Today, high-stakes exams (or standardized tests) are a reality. A common misconception is that assessment-based instruction is the same as teaching to the test. Teaching to the test is preparing students for the test items that appear on a standardized test. Assessment-based instruction is not about teaching to the test; it’s about assuring that instruction allows students to gain the understandings, skill sets, and disposition that standardized test items set out to measure.

Informal education (intentional)

Informal education that is intentional, or teaching and learning typically occurring outside of school for a particular purpose, may differ from formal education assessments in how they emerge, but still should be designed before instruction. When one sets out to learn something (intentional learning), goals are set. There may be no restrictions to time and place, but setting goals helps one reflect on one’s progress. Goals align with the overall purpose and can be the driving force behind instruction. It’s important to note that instruction (whether in formal or informal educational contexts) means one person or group imparting understandings, skill sets, and dispositions onto another person or group.

Informal education (incidental)

People are always learning, whether they are aware of it or not. But I would argue that incidental learning alone seldom occurs - for the most part, incidental learning co-exists with intentional learning since humans usually behave around a certain purpose or for a certain reason.  I'll just say that my thesis pertains to intentional learning only; if someone else wishes to build an argument solely around incidental learning and assessment/instruction, have at it.

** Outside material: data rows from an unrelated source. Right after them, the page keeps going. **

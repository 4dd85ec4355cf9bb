//! Seams between the dispatcher and the editor it drives.

use std::fmt;
use std::path::{Path, PathBuf};

/// Origin label passed to the macro engine for `-do` commands.
pub const DO_MACRO_ORIGIN: &str = "-do macro";

#[derive(Debug, Clone, Copy, PartialEq, Eq, Hash, PartialOrd, Ord)]
pub struct DocumentId(pub u64);

impl fmt::Display for DocumentId {
    fn fmt(&self, f: &mut fmt::Formatter<'_>) -> fmt::Result {
        write!(f, "doc-{}", self.0)
    }
}

#[derive(Debug, Clone, Copy, PartialEq, Eq, Hash, PartialOrd, Ord)]
pub struct WindowId(pub u64);

impl fmt::Display for WindowId {
    fn fmt(&self, f: &mut fmt::Formatter<'_>) -> fmt::Result {
        write!(f, "win-{}", self.0)
    }
}

#[derive(Debug, Clone, Copy, PartialEq, Eq, Hash)]
pub struct DesktopId(pub u32);

impl DesktopId {
    /// Windows on this desktop are visible on every desktop.
    pub const STICKY: Self = Self(0xFFFF_FFFF);
}

/// Whether a window on `window` is visible from `current`. Missing desktop
/// information on either side matches anything.
pub fn on_desktop(window: Option<DesktopId>, current: Option<DesktopId>) -> bool {
    match (window, current) {
        (Some(window), Some(current)) => {
            window == current || window == DesktopId::STICKY || current == DesktopId::STICKY
        }
        _ => true,
    }
}

#[derive(Debug, Clone, PartialEq, Eq)]
pub struct DocumentInfo {
    pub id: DocumentId,
    pub window: WindowId,
    /// `None` for untitled documents.
    pub path: Option<PathBuf>,
    pub modified: bool,
    pub macro_running: bool,
    /// Currently displayed tab of its window.
    pub top: bool,
    pub desktop: Option<DesktopId>,
}

impl DocumentInfo {
    pub fn is_untitled_unmodified(&self) -> bool {
        self.path.is_none() && !self.modified
    }
}

#[derive(Debug, Clone, PartialEq, Eq)]
pub struct OpenRequest {
    /// Document whose window should receive the file; `None` opens a new window.
    pub target: Option<DocumentId>,
    pub path: PathBuf,
    pub read_only: bool,
    pub suppress_create_warning: bool,
    pub geometry: Option<String>,
    pub iconic: bool,
    pub language_mode: Option<String>,
    pub in_tab: bool,
    pub defer_highlighting: bool,
}

#[derive(Debug, Clone, PartialEq, Eq)]
pub struct NewDocumentRequest {
    pub target: Option<DocumentId>,
    pub iconic: bool,
    pub language_mode: Option<String>,
    pub geometry: Option<String>,
}

/// Document and window manager driven by the dispatcher.
///
/// `documents` returns window-list order: the order searches walk.
pub trait DocumentRegistry {
    fn documents(&self) -> Vec<DocumentInfo>;
    fn find_by_path(&self, path: &Path) -> Option<DocumentId>;
    /// Opens or reuses a document; `None` when the file could not be opened.
    fn open_document(&mut self, request: OpenRequest) -> Option<DocumentId>;
    fn new_document(&mut self, request: NewDocumentRequest) -> DocumentId;
    fn raise(&mut self, doc: DocumentId, focus: bool);
    fn select_line(&mut self, doc: DocumentId, line: u32);
    fn is_macro_running(&self, doc: DocumentId) -> bool;
    fn is_valid(&self, doc: DocumentId) -> bool;
    fn close_document(&mut self, doc: DocumentId) -> bool;
    fn window_of(&self, doc: DocumentId) -> Option<WindowId>;
    fn current_desktop(&self) -> Option<DesktopId>;
    fn open_in_tab(&self) -> bool;
    fn beep(&mut self);
}

/// Executes macro commands. Failures are reported inside the document.
pub trait MacroEngine {
    fn run(
        &mut self,
        registry: &mut dyn DocumentRegistry,
        doc: DocumentId,
        command: &str,
        origin: &str,
    );
}
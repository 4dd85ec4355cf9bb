//! Framing for edit-server request batches.
//!
//! A batch is the raw value of the request slot. An empty value is the
//! "show an empty document" request; anything else is a run of records:
//!
//! ```text
//! <line> <read> <create> <iconic> <tabbed> <fileLen> <doLen> <lmLen> <geomLen>\n
//! <file bytes>\n<do bytes>\n<lm bytes>\n<geometry bytes>\n
//! ```
//!
//! Field bodies may contain the delimiter; only the declared lengths split
//! them.

use std::{borrow::Cow, fmt};
use thiserror::Error;

pub const FIELD_DELIMITER: u8 = b'\n';
const HEADER_FIELDS: usize = 9;

#[derive(Debug, Clone, Copy, PartialEq, Eq, Default)]
pub enum TabPlacement {
    NewWindow,
    InGroup,
    #[default]
    Default,
}

impl TabPlacement {
    pub fn from_flag(flag: i64) -> Self {
        match flag {
            0 => TabPlacement::NewWindow,
            1 => TabPlacement::InGroup,
            _ => TabPlacement::Default,
        }
    }

    pub fn as_flag(self) -> i64 {
        match self {
            TabPlacement::NewWindow => 0,
            TabPlacement::InGroup => 1,
            TabPlacement::Default => -1,
        }
    }
}

#[derive(Debug, Clone, PartialEq, Eq, Default)]
pub struct RequestRecord {
    /// Raw line field; only values above zero request navigation.
    pub line: i32,
    pub read_only: bool,
    pub suppress_create_warning: bool,
    pub iconic: bool,
    pub tab_placement: TabPlacement,
    /// Raw bytes as the client sent them; file names need not be UTF-8.
    pub file_path: Vec<u8>,
    pub macro_command: Vec<u8>,
    pub language_mode: Vec<u8>,
    pub geometry: Vec<u8>,
}

impl RequestRecord {
    pub fn open(path: impl Into<Vec<u8>>) -> Self {
        Self {
            file_path: path.into(),
            ..Self::default()
        }
    }

    pub fn target_line(&self) -> Option<u32> {
        u32::try_from(self.line).ok().filter(|line| *line > 0)
    }

    pub fn has_path(&self) -> bool {
        !self.file_path.is_empty()
    }

    pub fn has_macro(&self) -> bool {
        !self.macro_command.is_empty()
    }

    pub fn macro_text(&self) -> Cow<'_, str> {
        String::from_utf8_lossy(&self.macro_command)
    }

    pub fn language_mode(&self) -> Option<Cow<'_, str>> {
        non_empty(&self.language_mode)
    }

    pub fn geometry(&self) -> Option<Cow<'_, str>> {
        non_empty(&self.geometry)
    }
}

fn non_empty(value: &[u8]) -> Option<Cow<'_, str>> {
    if value.is_empty() {
        None
    } else {
        Some(String::from_utf8_lossy(value))
    }
}

#[derive(Debug, Clone, PartialEq, Eq, Default)]
pub struct RequestBatch {
    pub records: Vec<RequestRecord>,
}

impl RequestBatch {
    pub fn new(records: Vec<RequestRecord>) -> Self {
        Self { records }
    }

    pub fn is_empty(&self) -> bool {
        self.records.is_empty()
    }

    pub fn len(&self) -> usize {
        self.records.len()
    }

    pub fn iter(&self) -> impl Iterator<Item = &RequestRecord> {
        self.records.iter()
    }
}

impl From<Vec<RequestRecord>> for RequestBatch {
    fn from(records: Vec<RequestRecord>) -> Self {
        Self::new(records)
    }
}

#[derive(Debug, Clone, Copy, PartialEq, Eq)]
pub enum FieldKind {
    FilePath,
    MacroCommand,
    LanguageMode,
    Geometry,
}

impl fmt::Display for FieldKind {
    fn fmt(&self, f: &mut fmt::Formatter<'_>) -> fmt::Result {
        f.write_str(match self {
            FieldKind::FilePath => "file path",
            FieldKind::MacroCommand => "macro command",
            FieldKind::LanguageMode => "language mode",
            FieldKind::Geometry => "geometry",
        })
    }
}

#[derive(Debug, Clone, PartialEq, Eq, Error)]
pub enum DecodeError {
    #[error("record {record} at byte {offset}: header is not terminated")]
    UnterminatedHeader { record: usize, offset: usize },
    #[error("record {record} at byte {offset}: expected 9 header integers, found {found}")]
    HeaderFieldCount {
        record: usize,
        offset: usize,
        found: usize,
    },
    #[error("record {record} at byte {offset}: invalid header integer '{token}'")]
    InvalidHeaderField {
        record: usize,
        offset: usize,
        token: String,
    },
    #[error("record {record}: negative {field} length {length}")]
    NegativeLength {
        record: usize,
        field: FieldKind,
        length: i64,
    },
    #[error(
        "record {record}: {field} length {length} at byte {offset} overruns buffer of {available} bytes"
    )]
    Overrun {
        record: usize,
        field: FieldKind,
        offset: usize,
        length: usize,
        available: usize,
    },
}

pub fn encode_record(record: &RequestRecord, out: &mut Vec<u8>) {
    let header = format!(
        "{} {} {} {} {} {} {} {} {}",
        record.line,
        u8::from(record.read_only),
        u8::from(record.suppress_create_warning),
        u8::from(record.iconic),
        record.tab_placement.as_flag(),
        record.file_path.len(),
        record.macro_command.len(),
        record.language_mode.len(),
        record.geometry.len(),
    );
    out.extend_from_slice(header.as_bytes());
    out.push(FIELD_DELIMITER);
    for field in [
        &record.file_path,
        &record.macro_command,
        &record.language_mode,
        &record.geometry,
    ] {
        out.extend_from_slice(field);
        out.push(FIELD_DELIMITER);
    }
}

pub fn encode_batch(batch: &RequestBatch) -> Vec<u8> {
    let mut out = Vec::new();
    for record in &batch.records {
        encode_record(record, &mut out);
    }
    out
}

/// Decodes a whole batch, failing if any record is malformed.
pub fn decode_batch(bytes: &[u8]) -> Result<RequestBatch, DecodeError> {
    RecordDecoder::new(bytes)
        .collect::<Result<Vec<_>, _>>()
        .map(RequestBatch::new)
}

/// Yields records one at a time so callers can apply the good prefix of a
/// batch. Stops for good after the first error.
pub struct RecordDecoder<'a> {
    buf: &'a [u8],
    cursor: usize,
    record: usize,
    record_start: usize,
    failed: bool,
}

impl<'a> RecordDecoder<'a> {
    pub fn new(buf: &'a [u8]) -> Self {
        Self {
            buf,
            cursor: 0,
            record: 0,
            record_start: 0,
            failed: false,
        }
    }

    /// File paths still readable from the record that failed to decode and
    /// the records after it. Scanning stops where lengths can no longer be
    /// trusted. Only meaningful after the decoder returned an error.
    pub fn salvage_paths(&self) -> Vec<Vec<u8>> {
        let mut scan = RecordDecoder {
            buf: self.buf,
            cursor: self.record_start,
            record: self.record,
            record_start: self.record_start,
            failed: false,
        };
        let mut paths = Vec::new();
        while scan.cursor < scan.buf.len() {
            let Ok(header) = scan.read_header() else {
                break;
            };
            let Ok(path) = scan.take_field(FieldKind::FilePath, header[5]) else {
                break;
            };
            if !path.is_empty() {
                paths.push(path.to_vec());
            }
            let skipped = [
                (FieldKind::MacroCommand, header[6]),
                (FieldKind::LanguageMode, header[7]),
                (FieldKind::Geometry, header[8]),
            ]
            .into_iter()
            .all(|(field, length)| scan.take_field(field, length).is_ok());
            if !skipped {
                break;
            }
            scan.record += 1;
        }
        paths
    }

    fn decode_next(&mut self) -> Result<RequestRecord, DecodeError> {
        self.record_start = self.cursor;
        let header = self.read_header()?;
        let [line, read, create, iconic, tabbed, file_len, do_len, lm_len, geom_len] = header;

        let line = i32::try_from(line).map_err(|_| DecodeError::InvalidHeaderField {
            record: self.record,
            offset: self.cursor,
            token: line.to_string(),
        })?;
        let file_path = self.take_field(FieldKind::FilePath, file_len)?.to_vec();
        let macro_command = self.take_field(FieldKind::MacroCommand, do_len)?.to_vec();
        let language_mode = self.take_field(FieldKind::LanguageMode, lm_len)?.to_vec();
        let geometry = self.take_field(FieldKind::Geometry, geom_len)?.to_vec();

        Ok(RequestRecord {
            line,
            read_only: read != 0,
            suppress_create_warning: create != 0,
            iconic: iconic != 0,
            tab_placement: TabPlacement::from_flag(tabbed),
            file_path,
            macro_command,
            language_mode,
            geometry,
        })
    }

    fn read_header(&mut self) -> Result<[i64; HEADER_FIELDS], DecodeError> {
        let start = self.cursor;
        let rest = &self.buf[start..];
        let Some(end) = rest.iter().position(|byte| *byte == FIELD_DELIMITER) else {
            return Err(DecodeError::UnterminatedHeader {
                record: self.record,
                offset: start,
            });
        };

        let text = String::from_utf8_lossy(&rest[..end]);
        let tokens = text.split_ascii_whitespace().collect::<Vec<_>>();
        if tokens.len() != HEADER_FIELDS {
            return Err(DecodeError::HeaderFieldCount {
                record: self.record,
                offset: start,
                found: tokens.len(),
            });
        }

        let mut header = [0i64; HEADER_FIELDS];
        for (slot, token) in header.iter_mut().zip(tokens) {
            *slot = token
                .parse::<i64>()
                .map_err(|_| DecodeError::InvalidHeaderField {
                    record: self.record,
                    offset: start,
                    token: token.to_string(),
                })?;
        }

        self.cursor = start + end + 1;
        Ok(header)
    }

    fn take_field(&mut self, field: FieldKind, declared: i64) -> Result<&'a [u8], DecodeError> {
        let length = usize::try_from(declared).map_err(|_| DecodeError::NegativeLength {
            record: self.record,
            field,
            length: declared,
        })?;
        let available = self.buf.len() - self.cursor;
        // The field is followed by one delimiter byte that must also be present.
        if length >= available {
            return Err(DecodeError::Overrun {
                record: self.record,
                field,
                offset: self.cursor,
                length,
                available,
            });
        }

        let buf = self.buf;
        let body = &buf[self.cursor..self.cursor + length];
        self.cursor += length + 1;
        Ok(body)
    }
}

impl Iterator for RecordDecoder<'_> {
    type Item = Result<RequestRecord, DecodeError>;

    fn next(&mut self) -> Option<Self::Item> {
        if self.failed || self.cursor >= self.buf.len() {
            return None;
        }
        let result = self.decode_next();
        match result {
            Ok(_) => self.record += 1,
            Err(_) => self.failed = true,
        }
        Some(result)
    }
}
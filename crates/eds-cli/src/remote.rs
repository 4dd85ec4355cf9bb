//! Client side of the channel host socket.

use eds_core::channel_ipc::{
    decode_frame, encode_frame, new_request_id, new_sender_id, ChannelEnvelope, ChannelMsg,
    SlotEvent, SlotPayload, WatchPayload, WritePayload, DEFAULT_MAX_FRAME_BYTES,
};
use eds_core::SlotName;
use std::{io, path::Path};
use thiserror::Error;
use tokio::{
    io::{AsyncBufReadExt, AsyncWriteExt, BufReader},
    net::{
        unix::{OwnedReadHalf, OwnedWriteHalf},
        UnixStream,
    },
};
use tracing::{debug, warn};

#[derive(Debug, Error)]
pub enum RemoteError {
    #[error("channel connection failed: {0}")]
    Io(#[from] io::Error),
    #[error("channel frame error: {0}")]
    Frame(#[from] eds_core::channel_ipc::FrameError),
    #[error("channel closed the connection")]
    Closed,
    #[error("channel refused the request: {code}: {message}")]
    Refused { code: String, message: String },
    #[error("unexpected channel reply: {0}")]
    Unexpected(String),
}

struct FrameStream {
    reader: BufReader<OwnedReadHalf>,
    writer: OwnedWriteHalf,
    sender_id: String,
    // Survives a cancelled read so the next call resumes mid-line.
    pending: Vec<u8>,
}

impl FrameStream {
    async fn connect(socket_path: &Path) -> Result<Self, RemoteError> {
        let stream = UnixStream::connect(socket_path).await?;
        let (reader, writer) = stream.into_split();
        Ok(Self {
            reader: BufReader::new(reader),
            writer,
            sender_id: new_sender_id("eds-cli"),
            pending: Vec::new(),
        })
    }

    async fn send(&mut self, msg: ChannelMsg) -> Result<String, RemoteError> {
        let request_id = new_request_id();
        let envelope = ChannelEnvelope::new(&self.sender_id, Some(request_id.clone()), msg);
        let frame = encode_frame(&envelope, DEFAULT_MAX_FRAME_BYTES)?;
        self.writer.write_all(&frame).await?;
        self.writer.flush().await?;
        Ok(request_id)
    }

    async fn next(&mut self) -> Result<ChannelEnvelope, RemoteError> {
        loop {
            let n = self.reader.read_until(b'\n', &mut self.pending).await?;
            if n == 0 {
                return Err(RemoteError::Closed);
            }
            let line = std::mem::take(&mut self.pending);
            if line.iter().all(|b| b.is_ascii_whitespace()) {
                continue;
            }
            match decode_frame::<ChannelEnvelope>(&line, DEFAULT_MAX_FRAME_BYTES) {
                Ok(envelope) => return Ok(envelope),
                Err(err) => warn!(event = "remote_decode_error", error = %err),
            }
        }
    }

    /// Sends `msg` and waits for the reply carrying the same request id.
    async fn request(&mut self, msg: ChannelMsg) -> Result<ChannelMsg, RemoteError> {
        let request_id = self.send(msg).await?;
        loop {
            let envelope = self.next().await?;
            if envelope.request_id.as_deref() != Some(request_id.as_str()) {
                debug!(event = "remote_skip_frame", request_id = ?envelope.request_id);
                continue;
            }
            return match envelope.msg {
                ChannelMsg::Error(payload) => Err(RemoteError::Refused {
                    code: payload.code,
                    message: payload.message,
                }),
                other => Ok(other),
            };
        }
    }
}

/// Request/response connection to a running server's slot store.
pub struct RemoteChannel {
    stream: FrameStream,
}

impl RemoteChannel {
    pub async fn connect(socket_path: &Path) -> Result<Self, RemoteError> {
        Ok(Self {
            stream: FrameStream::connect(socket_path).await?,
        })
    }

    pub async fn write(&mut self, slot: &SlotName, value: &[u8]) -> Result<(), RemoteError> {
        let reply = self
            .stream
            .request(ChannelMsg::Write(WritePayload {
                slot: slot.clone(),
                value: value.to_vec(),
            }))
            .await?;
        match reply {
            ChannelMsg::Ack(_) => Ok(()),
            other => Err(RemoteError::Unexpected(format!("{other:?}"))),
        }
    }

    pub async fn read(&mut self, slot: &SlotName) -> Result<Option<Vec<u8>>, RemoteError> {
        let reply = self
            .stream
            .request(ChannelMsg::Read(SlotPayload { slot: slot.clone() }))
            .await?;
        match reply {
            ChannelMsg::Value(payload) => Ok(payload.value),
            other => Err(RemoteError::Unexpected(format!("{other:?}"))),
        }
    }

    pub async fn exists(&mut self, slot: &SlotName) -> Result<bool, RemoteError> {
        Ok(self.read(slot).await?.is_some())
    }

    pub async fn delete(&mut self, slot: &SlotName) -> Result<bool, RemoteError> {
        let reply = self
            .stream
            .request(ChannelMsg::Delete(SlotPayload { slot: slot.clone() }))
            .await?;
        match reply {
            ChannelMsg::Deleted(payload) => Ok(payload.existed),
            other => Err(RemoteError::Unexpected(format!("{other:?}"))),
        }
    }
}

/// Separate connection that only receives slot events.
pub struct SlotWatcher {
    stream: FrameStream,
}

impl SlotWatcher {
    /// Returns once the server confirmed the subscription, so every change
    /// made afterwards is delivered.
    pub async fn open(socket_path: &Path, prefixes: Vec<String>) -> Result<Self, RemoteError> {
        let mut stream = FrameStream::connect(socket_path).await?;
        match stream
            .request(ChannelMsg::Watch(WatchPayload { prefixes }))
            .await?
        {
            ChannelMsg::Ack(_) => Ok(Self { stream }),
            other => Err(RemoteError::Unexpected(format!("{other:?}"))),
        }
    }

    /// Next slot event; `None` once the server has gone away.
    pub async fn next_event(&mut self) -> Option<SlotEvent> {
        loop {
            match self.stream.next().await {
                Ok(ChannelEnvelope {
                    msg: ChannelMsg::Event(event),
                    ..
                }) => return Some(event),
                Ok(_) => continue,
                Err(RemoteError::Closed) => return None,
                Err(err) => {
                    warn!(event = "watch_read_error", error = %err);
                    return None;
                }
            }
        }
    }
}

I agree with Seburn when he says, I would suggest rather the assessment and instruction are working off each other...only as it applies to formative assessment and only if what is meant by "working off each other" means making adjustments to instruction and learning tactics during designated times (as opposed to some fluid exchange happening continuously).  Education should be heavy in formative assessment because it promotes learning, I concur.  But I don't agree with no forms of summative assessment being put to use.  Summative assessment tends to get a bad rap because many associate it with tests, quizzes, etc. where these are the primary forms of assessment (i.e., with little-to-no formative assessment). But measuring learning (i.e., summative assessment) also helps students (and all educational stakeholders) see where they've been and where they've ended up.  It also provides criteria for goal setting and purposeful education (as in the case of performance tasks where rubrics are used).  In other words, both formative and summative assessment complement each other.  In order for them to complement each other, assessment-based instruction needs to replace assessment that emerges after instruction has emerged.  Most enter a car knowing where they will end up and prepared to take an alternative route if necessary.

So, what do you think? What's the relationship between assessment and instruction?